§ **Task brief**: Reproduce the listing in full. Keep every character unchanged.

§ **Material supplied**:
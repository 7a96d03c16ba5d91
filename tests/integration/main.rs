//! Integration test driver for `tests/integration/` submodule.
//!
//! Each `mod` below maps to a file that exercises a specific subsystem
//! against mock adapters.  All tests run on the host (x86_64) with no
//! real hardware required.

mod mock_hw;
mod snapshot_tests;
mod trip_computer_tests;
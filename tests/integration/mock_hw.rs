//! Mock hardware adapter for integration tests.
//!
//! Sensor readings are plain fields the test sets; every display write
//! lands in a 20×4 character grid and every tone is recorded, so tests can
//! assert on what the driver would actually see.

use tripcomputer::app::events::TripEvent;
use tripcomputer::app::ports::{
    AnalogPort, BuzzerPort, ClockPort, ClockTime, DisplayPort, EventSink, TachPort,
    ThermometerPort,
};
use tripcomputer::error::SensorError;
use tripcomputer::sensors::analog::AnalogChannel;

pub const ROWS: usize = 4;
pub const COLUMNS: usize = 20;

/// Raw 10-bit fuel sample for a whole-number percentage.
pub fn fuel_raw(percent: u32) -> u16 {
    ((percent * 1023 + 50) / 100) as u16
}

// ── Tone record ───────────────────────────────────────────────

#[derive(Debug, Clone, Copy, PartialEq, Eq)]
pub struct Tone {
    pub on_ms: u32,
    pub off_ms: u32,
    pub repeat: u8,
}

// ── MockHardware ──────────────────────────────────────────────

pub struct MockHardware {
    pub time: Result<ClockTime, SensorError>,
    pub celsius: Result<i16, SensorError>,
    pub fuel_raw: u16,
    pub battery_raw: u16,
    pub tach_width_us: Option<u32>,
    pub screen: [[char; COLUMNS]; ROWS],
    pub writes: usize,
    pub tones: Vec<Tone>,
}

#[allow(dead_code)]
impl MockHardware {
    pub fn new() -> Self {
        Self {
            time: Ok(ClockTime {
                hours: 12,
                minutes: 0,
            }),
            celsius: Ok(20),
            fuel_raw: fuel_raw(90),
            battery_raw: 700,
            tach_width_us: None,
            screen: [[' '; COLUMNS]; ROWS],
            writes: 0,
            tones: Vec::new(),
        }
    }

    pub fn row(&self, row: usize) -> String {
        self.screen[row].iter().collect()
    }

    /// `len` characters of `row` starting at `col`.
    pub fn field(&self, row: usize, col: usize, len: usize) -> String {
        self.screen[row][col..col + len].iter().collect()
    }
}

impl Default for MockHardware {
    fn default() -> Self {
        Self::new()
    }
}

impl ClockPort for MockHardware {
    fn read_time(&mut self) -> Result<ClockTime, SensorError> {
        self.time
    }
}

impl ThermometerPort for MockHardware {
    fn read_celsius(&mut self) -> Result<i16, SensorError> {
        self.celsius
    }
}

impl AnalogPort for MockHardware {
    fn read(&mut self, channel: AnalogChannel) -> u16 {
        match channel {
            AnalogChannel::FuelLevel => self.fuel_raw,
            AnalogChannel::BatteryVoltage => self.battery_raw,
        }
    }
}

impl TachPort for MockHardware {
    fn read_pulse_width_us(&mut self) -> Option<u32> {
        self.tach_width_us
    }
}

impl DisplayPort for MockHardware {
    fn write(&mut self, row: u8, col: u8, text: &str) {
        self.writes += 1;
        let row = usize::from(row);
        for (i, ch) in text.chars().enumerate() {
            let col = usize::from(col) + i;
            if row < ROWS && col < COLUMNS {
                self.screen[row][col] = ch;
            }
        }
    }
}

impl BuzzerPort for MockHardware {
    fn tone(&mut self, on_ms: u32, off_ms: u32, repeat: u8) {
        self.tones.push(Tone {
            on_ms,
            off_ms,
            repeat,
        });
    }
}

// ── RecordingSink ─────────────────────────────────────────────

/// Event sink that keeps every event for later assertions.
pub struct RecordingSink {
    pub events: Vec<TripEvent>,
}

#[allow(dead_code)]
impl RecordingSink {
    pub fn new() -> Self {
        Self { events: Vec::new() }
    }

    pub fn count(&self, pred: impl Fn(&TripEvent) -> bool) -> usize {
        self.events.iter().filter(|e| pred(e)).count()
    }
}

impl Default for RecordingSink {
    fn default() -> Self {
        Self::new()
    }
}

impl EventSink for RecordingSink {
    fn emit(&mut self, event: &TripEvent) {
        self.events.push(event.clone());
    }
}
//! Sensor-side logic that does not need a bus driver.
//!
//! - [`pulses`] — ISR-fed flow and distance counters plus the snapshot
//!   protocol. This is the only state shared with interrupt context.
//! - [`tach`] — ISR-fed edge timing for the RPM readout.
//! - [`analog`] — raw ADC value conversions for fuel level and battery.

pub mod analog;
pub mod pulses;
pub mod tach;
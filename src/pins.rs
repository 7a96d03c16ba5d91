//! GPIO / peripheral pin assignments for the trip computer board.
//!
//! Single source of truth — every driver references this module rather than
//! hard-coding pin numbers.

// ---------------------------------------------------------------------------
// Pulse inputs (rising-edge interrupts)
// ---------------------------------------------------------------------------

/// Supply-line flow meter (tank → engine).
pub const FLOW_IN_GPIO: i32 = 4;
/// Return-line flow meter (engine → tank).
pub const FLOW_OUT_GPIO: i32 = 5;
/// Wheel-rotation (distance) sensor, one pulse per revolution.
pub const DISTANCE_GPIO: i32 = 6;
/// Ignition / tach signal, one pulse per `tach_pulses_per_rev` revolutions.
pub const TACH_GPIO: i32 = 7;

// ---------------------------------------------------------------------------
// Analog inputs (ADC1)
// ---------------------------------------------------------------------------

/// Fuel sender voltage — ADC1 channel 0 (GPIO 1 on ESP32-S3).
pub const FUEL_ADC_GPIO: i32 = 1;
/// Battery voltage through the sense divider — ADC1 channel 1 (GPIO 2).
pub const BATTERY_ADC_GPIO: i32 = 2;

// ---------------------------------------------------------------------------
// Buses
// ---------------------------------------------------------------------------

/// DS18B20 1-Wire data line (open-drain, external 4.7 kΩ pull-up).
pub const ONEWIRE_GPIO: i32 = 15;
/// DS1307 real-time clock.
pub const I2C_SDA_GPIO: i32 = 8;
pub const I2C_SCL_GPIO: i32 = 9;
pub const I2C_FREQ_HZ: u32 = 100_000;

// ---------------------------------------------------------------------------
// HD44780 20x4 character LCD (4-bit mode)
// ---------------------------------------------------------------------------

pub const LCD_RS_GPIO: i32 = 10;
pub const LCD_EN_GPIO: i32 = 11;
pub const LCD_D4_GPIO: i32 = 12;
pub const LCD_D5_GPIO: i32 = 13;
pub const LCD_D6_GPIO: i32 = 14;
pub const LCD_D7_GPIO: i32 = 21;

// ---------------------------------------------------------------------------
// Outputs
// ---------------------------------------------------------------------------

/// Piezo buzzer driver transistor (active HIGH).
pub const BUZZER_GPIO: i32 = 16;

§ **Solution to this exercise**:
repository 7a96d03c16ba5d91
filename tests/integration/main.rs
//! Integration test driver for `tests/integration/` submodule.
//!
//! Each `mod` below maps to a file that exercises a specific subsystem
//! against mock adapters.  All tests run on the host (x86_64) with no
//! real hardware required.

mod mock_hw;
mod snapshot_tests;
mod trip_computer_tests;
filename tests/integration/mock_hw.rs
//! Mock hardware adapter for integration tests.
//!
//! Sensor readings are plain fields the test sets; every display write
//! lands in a 20×4 character grid and every tone is recorded, so tests can
//! assert on what the driver would actually see.

use tripcomputer::app::events::TripEvent;
use tripcomputer::app::ports::{
    AnalogPort, BuzzerPort, ClockPort, ClockTime, DisplayPort, EventSink, TachPort,
    ThermometerPort,
};
use tripcomputer::error::SensorError;
use tripcomputer::sensors::analog::AnalogChannel;

pub const ROWS: usize = 4;
pub const COLUMNS: usize = 20;

/// Raw 10-bit fuel sample for a whole-number percentage.
pub fn fuel_raw(percent: u32) -> u16 {
    ((percent * 1023 + 50) / 100) as u16
}

// ── Tone record ───────────────────────────────────────────────

#[derive(Debug, Clone, Copy, PartialEq, Eq)]
pub struct Tone {
    pub on_ms: u32,
    pub off_ms: u32,
    pub repeat: u8,
}

// ── MockHardware ──────────────────────────────────────────────

pub struct MockHardware {
    pub time: Result<ClockTime, SensorError>,
    pub celsius: Result<i16, SensorError>,
    pub fuel_raw: u16,
    pub battery_raw: u16,
    pub tach_width_us: Option<u32>,
    pub screen: [[char; COLUMNS]; ROWS],
    pub writes: usize,
    pub tones: Vec<Tone>,
}

#[allow(dead_code)]
impl MockHardware {
    pub fn new() -> Self {
        Self {
            time: Ok(ClockTime {
                hours: 12,
                minutes: 0,
            }),
            celsius: Ok(20),
            fuel_raw: fuel_raw(90),
            battery_raw: 700,
            tach_width_us: None,
            screen: [[' '; COLUMNS]; ROWS],
            writes: 0,
            tones: Vec::new(),
        }
    }

    pub fn row(&self, row: usize) -> String {
        self.screen[row].iter().collect()
    }

    /// `len` characters of `row` starting at `col`.
    pub fn field(&self, row: usize, col: usize, len: usize) -> String {
        self.screen[row][col..col + len].iter().collect()
    }
}

impl Default for MockHardware {
    fn default() -> Self {
        Self::new()
    }
}

impl ClockPort for MockHardware {
    fn read_time(&mut self) -> Result<ClockTime, SensorError> {
        self.time
    }
}

impl ThermometerPort for MockHardware {
    fn read_celsius(&mut self) -> Result<i16, SensorError> {
        self.celsius
    }
}

impl AnalogPort for MockHardware {
    fn read(&mut self, channel: AnalogChannel) -> u16 {
        match channel {
            AnalogChannel::FuelLevel => self.fuel_raw,
            AnalogChannel::BatteryVoltage => self.battery_raw,
        }
    }
}

impl TachPort for MockHardware {
    fn read_pulse_width_us(&mut self) -> Option<u32> {
        self.tach_width_us
    }
}

impl DisplayPort for MockHardware {
    fn write(&mut self, row: u8, col: u8, text: &str) {
        self.writes += 1;
        let row = usize::from(row);
        for (i, ch) in text.chars().enumerate() {
            let col = usize::from(col) + i;
            if row < ROWS && col < COLUMNS {
                self.screen[row][col] = ch;
            }
        }
    }
}

impl BuzzerPort for MockHardware {
    fn tone(&mut self, on_ms: u32, off_ms: u32, repeat: u8) {
        self.tones.push(Tone {
            on_ms,
            off_ms,
            repeat,
        });
    }
}

// ── RecordingSink ─────────────────────────────────────────────

/// Event sink that keeps every event for later assertions.
pub struct RecordingSink {
    pub events: Vec<TripEvent>,
}

#[allow(dead_code)]
impl RecordingSink {
    pub fn new() -> Self {
        Self { events: Vec::new() }
    }

    pub fn count(&self, pred: impl Fn(&TripEvent) -> bool) -> usize {
        self.events.iter().filter(|e| pred(e)).count()
    }
}

impl Default for RecordingSink {
    fn default() -> Self {
        Self::new()
    }
}

impl EventSink for RecordingSink {
    fn emit(&mut self, event: &TripEvent) {
        self.events.push(event.clone());
    }
}
//! Sensor-side logic that does not need a bus driver.
//!
//! - [`pulses`] — ISR-fed flow and distance counters plus the snapshot
//!   protocol. This is the only state shared with interrupt context.
//! - [`tach`] — ISR-fed edge timing for the RPM readout.
//! - [`analog`] — raw ADC value conversions for fuel level and battery.

pub mod analog;
pub mod pulses;
pub mod tach;
filename src/pins.rs
repository 7a96d03c16ba5d91
//! GPIO / peripheral pin assignments for the trip computer board.
//!
//! Single source of truth — every driver references this module rather than
//! hard-coding pin numbers.

// ---------------------------------------------------------------------------
// Pulse inputs (rising-edge interrupts)
// ---------------------------------------------------------------------------

/// Supply-line flow meter (tank → engine).
pub const FLOW_IN_GPIO: i32 = 4;
/// Return-line flow meter (engine → tank).
pub const FLOW_OUT_GPIO: i32 = 5;
/// Wheel-rotation (distance) sensor, one pulse per revolution.
pub const DISTANCE_GPIO: i32 = 6;
/// Ignition / tach signal, one pulse per `tach_pulses_per_rev` revolutions.
pub const TACH_GPIO: i32 = 7;

// ---------------------------------------------------------------------------
// Analog inputs (ADC1)
// ---------------------------------------------------------------------------

/// Fuel sender voltage — ADC1 channel 0 (GPIO 1 on ESP32-S3).
pub const FUEL_ADC_GPIO: i32 = 1;
/// Battery voltage through the sense divider — ADC1 channel 1 (GPIO 2).
pub const BATTERY_ADC_GPIO: i32 = 2;

// ---------------------------------------------------------------------------
// Buses
// ---------------------------------------------------------------------------

/// DS18B20 1-Wire data line (open-drain, external 4.7 kΩ pull-up).
pub const ONEWIRE_GPIO: i32 = 15;
/// DS1307 real-time clock.
pub const I2C_SDA_GPIO: i32 = 8;
pub const I2C_SCL_GPIO: i32 = 9;
pub const I2C_FREQ_HZ: u32 = 100_000;

// ---------------------------------------------------------------------------
// HD44780 20x4 character LCD (4-bit mode)
// ---------------------------------------------------------------------------

pub const LCD_RS_GPIO: i32 = 10;
pub const LCD_EN_GPIO: i32 = 11;
pub const LCD_D4_GPIO: i32 = 12;
pub const LCD_D5_GPIO: i32 = 13;
pub const LCD_D6_GPIO: i32 = 14;
pub const LCD_D7_GPIO: i32 = 21;

// ---------------------------------------------------------------------------
// Outputs
// ---------------------------------------------------------------------------

/// Piezo buzzer driver transistor (active HIGH).
pub const BUZZER_GPIO: i32 = 16;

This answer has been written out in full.